Start of INFORMATION PROVIDED
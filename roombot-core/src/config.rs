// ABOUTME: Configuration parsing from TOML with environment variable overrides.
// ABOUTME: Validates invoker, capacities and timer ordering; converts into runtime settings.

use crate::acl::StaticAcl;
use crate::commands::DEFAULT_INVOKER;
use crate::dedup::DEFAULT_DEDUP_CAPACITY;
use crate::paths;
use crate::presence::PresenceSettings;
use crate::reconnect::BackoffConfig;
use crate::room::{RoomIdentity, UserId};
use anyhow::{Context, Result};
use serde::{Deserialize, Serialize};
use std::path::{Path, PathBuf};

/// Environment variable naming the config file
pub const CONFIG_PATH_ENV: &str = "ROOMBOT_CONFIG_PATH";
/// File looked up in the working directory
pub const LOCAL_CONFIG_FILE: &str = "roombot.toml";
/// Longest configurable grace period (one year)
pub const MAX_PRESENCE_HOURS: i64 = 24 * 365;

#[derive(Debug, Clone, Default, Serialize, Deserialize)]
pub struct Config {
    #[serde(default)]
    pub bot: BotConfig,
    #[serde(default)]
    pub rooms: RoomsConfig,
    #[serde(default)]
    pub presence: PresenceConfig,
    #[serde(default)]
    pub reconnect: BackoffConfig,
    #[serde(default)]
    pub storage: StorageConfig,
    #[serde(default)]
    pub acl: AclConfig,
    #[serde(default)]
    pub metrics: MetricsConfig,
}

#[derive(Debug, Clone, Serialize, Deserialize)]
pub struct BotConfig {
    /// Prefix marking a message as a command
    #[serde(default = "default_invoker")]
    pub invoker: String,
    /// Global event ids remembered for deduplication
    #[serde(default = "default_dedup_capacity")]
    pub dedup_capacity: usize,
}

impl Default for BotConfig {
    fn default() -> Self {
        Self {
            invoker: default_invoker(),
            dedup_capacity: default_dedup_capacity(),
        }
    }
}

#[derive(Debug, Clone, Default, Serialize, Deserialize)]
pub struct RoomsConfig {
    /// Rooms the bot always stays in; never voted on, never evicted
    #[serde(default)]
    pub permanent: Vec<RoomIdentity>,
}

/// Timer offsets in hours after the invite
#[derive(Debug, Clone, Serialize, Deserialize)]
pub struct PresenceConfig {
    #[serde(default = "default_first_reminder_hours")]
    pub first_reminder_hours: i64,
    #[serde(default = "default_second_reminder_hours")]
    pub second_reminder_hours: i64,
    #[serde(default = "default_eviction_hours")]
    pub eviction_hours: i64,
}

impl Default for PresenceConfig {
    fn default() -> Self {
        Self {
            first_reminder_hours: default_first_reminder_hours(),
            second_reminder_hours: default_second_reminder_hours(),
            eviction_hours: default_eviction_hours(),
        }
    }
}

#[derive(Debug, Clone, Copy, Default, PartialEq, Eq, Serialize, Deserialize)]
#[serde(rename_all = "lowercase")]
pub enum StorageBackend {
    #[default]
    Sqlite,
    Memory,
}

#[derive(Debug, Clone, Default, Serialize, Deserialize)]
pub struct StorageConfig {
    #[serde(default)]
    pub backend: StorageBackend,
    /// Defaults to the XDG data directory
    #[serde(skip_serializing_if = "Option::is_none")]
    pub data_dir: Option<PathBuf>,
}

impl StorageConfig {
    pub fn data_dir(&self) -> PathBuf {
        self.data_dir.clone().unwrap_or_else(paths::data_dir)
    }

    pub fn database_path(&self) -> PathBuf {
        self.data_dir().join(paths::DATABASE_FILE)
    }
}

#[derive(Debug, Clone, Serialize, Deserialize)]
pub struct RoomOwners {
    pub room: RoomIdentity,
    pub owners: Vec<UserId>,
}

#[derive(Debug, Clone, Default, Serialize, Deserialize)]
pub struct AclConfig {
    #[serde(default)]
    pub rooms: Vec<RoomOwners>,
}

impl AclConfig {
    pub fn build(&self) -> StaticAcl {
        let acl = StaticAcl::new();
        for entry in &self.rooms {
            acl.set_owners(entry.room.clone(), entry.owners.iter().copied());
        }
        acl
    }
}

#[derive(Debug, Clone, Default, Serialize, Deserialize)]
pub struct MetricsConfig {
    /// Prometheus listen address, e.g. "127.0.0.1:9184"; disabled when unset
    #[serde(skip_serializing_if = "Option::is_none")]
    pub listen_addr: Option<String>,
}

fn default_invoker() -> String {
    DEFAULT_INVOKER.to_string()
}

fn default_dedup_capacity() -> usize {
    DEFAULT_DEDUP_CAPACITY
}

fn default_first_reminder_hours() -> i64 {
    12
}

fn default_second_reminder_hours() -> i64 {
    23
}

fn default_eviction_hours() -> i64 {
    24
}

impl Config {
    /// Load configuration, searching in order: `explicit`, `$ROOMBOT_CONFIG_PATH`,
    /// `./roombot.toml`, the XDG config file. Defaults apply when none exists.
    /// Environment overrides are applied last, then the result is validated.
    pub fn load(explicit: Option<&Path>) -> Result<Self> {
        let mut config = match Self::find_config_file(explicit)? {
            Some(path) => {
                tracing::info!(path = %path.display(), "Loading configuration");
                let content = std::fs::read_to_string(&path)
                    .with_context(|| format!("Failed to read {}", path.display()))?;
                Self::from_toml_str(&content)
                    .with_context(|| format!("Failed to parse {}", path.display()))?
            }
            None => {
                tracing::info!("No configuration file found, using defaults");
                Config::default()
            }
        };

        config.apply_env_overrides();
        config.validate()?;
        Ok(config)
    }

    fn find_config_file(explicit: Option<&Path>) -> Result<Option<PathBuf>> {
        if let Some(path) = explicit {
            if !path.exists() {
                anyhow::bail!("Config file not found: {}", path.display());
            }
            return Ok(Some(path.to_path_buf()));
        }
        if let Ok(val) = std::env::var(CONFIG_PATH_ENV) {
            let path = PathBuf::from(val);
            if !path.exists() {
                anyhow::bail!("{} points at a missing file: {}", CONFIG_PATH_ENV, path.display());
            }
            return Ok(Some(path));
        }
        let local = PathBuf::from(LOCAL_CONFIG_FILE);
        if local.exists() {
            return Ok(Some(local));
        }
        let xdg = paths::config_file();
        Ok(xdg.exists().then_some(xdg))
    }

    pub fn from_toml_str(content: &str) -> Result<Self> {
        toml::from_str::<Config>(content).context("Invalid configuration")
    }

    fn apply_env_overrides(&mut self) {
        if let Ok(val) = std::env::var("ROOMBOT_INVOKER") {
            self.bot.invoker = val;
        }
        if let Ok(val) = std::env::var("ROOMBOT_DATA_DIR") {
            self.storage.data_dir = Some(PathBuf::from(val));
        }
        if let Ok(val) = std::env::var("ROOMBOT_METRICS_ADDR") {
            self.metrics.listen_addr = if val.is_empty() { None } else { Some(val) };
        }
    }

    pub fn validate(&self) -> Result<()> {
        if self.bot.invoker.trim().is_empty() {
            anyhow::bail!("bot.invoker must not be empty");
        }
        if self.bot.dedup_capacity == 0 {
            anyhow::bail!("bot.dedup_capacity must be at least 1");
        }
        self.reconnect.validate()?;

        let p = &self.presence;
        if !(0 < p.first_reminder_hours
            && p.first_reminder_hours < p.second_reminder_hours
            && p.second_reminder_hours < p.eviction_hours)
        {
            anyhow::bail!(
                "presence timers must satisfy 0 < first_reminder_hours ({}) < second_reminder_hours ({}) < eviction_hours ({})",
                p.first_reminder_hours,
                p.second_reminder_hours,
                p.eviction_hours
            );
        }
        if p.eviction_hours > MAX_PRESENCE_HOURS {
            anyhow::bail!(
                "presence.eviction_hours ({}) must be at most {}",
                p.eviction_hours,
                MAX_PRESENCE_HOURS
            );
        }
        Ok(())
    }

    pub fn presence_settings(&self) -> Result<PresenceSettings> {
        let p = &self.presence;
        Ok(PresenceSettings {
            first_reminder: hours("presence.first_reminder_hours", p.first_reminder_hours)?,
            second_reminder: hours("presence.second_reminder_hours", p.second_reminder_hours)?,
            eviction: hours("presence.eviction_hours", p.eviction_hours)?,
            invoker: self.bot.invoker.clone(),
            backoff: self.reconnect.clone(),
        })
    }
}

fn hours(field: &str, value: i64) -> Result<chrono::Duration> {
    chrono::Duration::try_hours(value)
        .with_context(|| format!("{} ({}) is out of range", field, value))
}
End of INFORMATION PROVIDED
» BRIEF:
All lines from the opening of the records through the line where "use crate::acl::StaticAcl;" occurs are to be output verbatim. No other line belongs in the answer.

» ANSWER BOX:
filename roombot-core/src/config.rs
// ABOUTME: Configuration parsing from TOML with environment variable overrides.
// ABOUTME: Validates invoker, capacities and timer ordering; converts into runtime settings.

use crate::acl::StaticAcl;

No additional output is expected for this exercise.